- Task to carry out:
Determine how many lines of the data include the word "embedded", and write only that number.

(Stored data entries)
_____
//! Migration runner
//!
//! Reads the recorded migrations once, verifies their checksums against the
//! embedded SQL, then applies whatever is still pending, each in its own
//! transaction.

#![allow(clippy::result_large_err)]

use crate::errors::{checksum_mismatch, from_rusqlite, migration_error, Result};
use crate::migrations::checksums::compute_checksum;
use crate::migrations::embedded::{get_migrations, Migration};
use rusqlite::Connection;
use std::collections::HashMap;

const SCHEMA_VERSION_DDL: &str = "CREATE TABLE IF NOT EXISTS schema_version (
    id INTEGER PRIMARY KEY,
    migration_id TEXT NOT NULL UNIQUE,
    applied_at INTEGER NOT NULL,
    checksum TEXT NOT NULL
)";

/// Bring the schema up to date
///
/// # Errors
///
/// `ConstraintViolation` if an applied migration's SQL was edited since,
/// `Persistence` if a pending migration fails to run.
pub fn apply_migrations(conn: &mut Connection) -> Result<()> {
    conn.execute_batch(SCHEMA_VERSION_DDL).map_err(from_rusqlite)?;

    let recorded = recorded_checksums(conn)?;
    let mut pending = Vec::new();
    for migration in get_migrations() {
        match recorded.get(migration.id) {
            Some(stored) => {
                let embedded = compute_checksum(migration.sql);
                if *stored != embedded {
                    return Err(checksum_mismatch(migration.id, stored, &embedded));
                }
            }
            None => pending.push(migration),
        }
    }

    for migration in &pending {
        run(conn, migration)?;
    }
    Ok(())
}

/// Ids of applied migrations, in application order
///
/// # Errors
///
/// `Persistence` if `schema_version` cannot be read.
pub fn applied_migrations(conn: &Connection) -> Result<Vec<String>> {
    let mut stmt = conn
        .prepare("SELECT migration_id FROM schema_version ORDER BY id")
        .map_err(from_rusqlite)?;
    let ids = stmt
        .query_map([], |row| row.get(0))
        .map_err(from_rusqlite)?
        .collect::<std::result::Result<Vec<String>, _>>()
        .map_err(from_rusqlite)?;
    Ok(ids)
}

fn recorded_checksums(conn: &Connection) -> Result<HashMap<String, String>> {
    let mut stmt = conn
        .prepare("SELECT migration_id, checksum FROM schema_version")
        .map_err(from_rusqlite)?;
    let rows = stmt
        .query_map([], |row| Ok((row.get(0)?, row.get(1)?)))
        .map_err(from_rusqlite)?
        .collect::<std::result::Result<HashMap<String, String>, _>>()
        .map_err(from_rusqlite)?;
    Ok(rows)
}

fn run(conn: &mut Connection, migration: &Migration) -> Result<()> {
    let tx = conn.transaction().map_err(from_rusqlite)?;

    tx.execute_batch(migration.sql)
        .map_err(|e| migration_error(migration.id, from_rusqlite(e)))?;
    tx.execute(
        "INSERT INTO schema_version (migration_id, applied_at, checksum) VALUES (?1, ?2, ?3)",
        rusqlite::params![
            migration.id,
            chrono::Utc::now().timestamp(),
            compute_checksum(migration.sql)
        ],
    )
    .map_err(from_rusqlite)?;

    tx.commit().map_err(from_rusqlite)?;

    tracing::info!(migration_id = migration.id, "Applied migration");
    Ok(())
}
_____
- Written solution:
5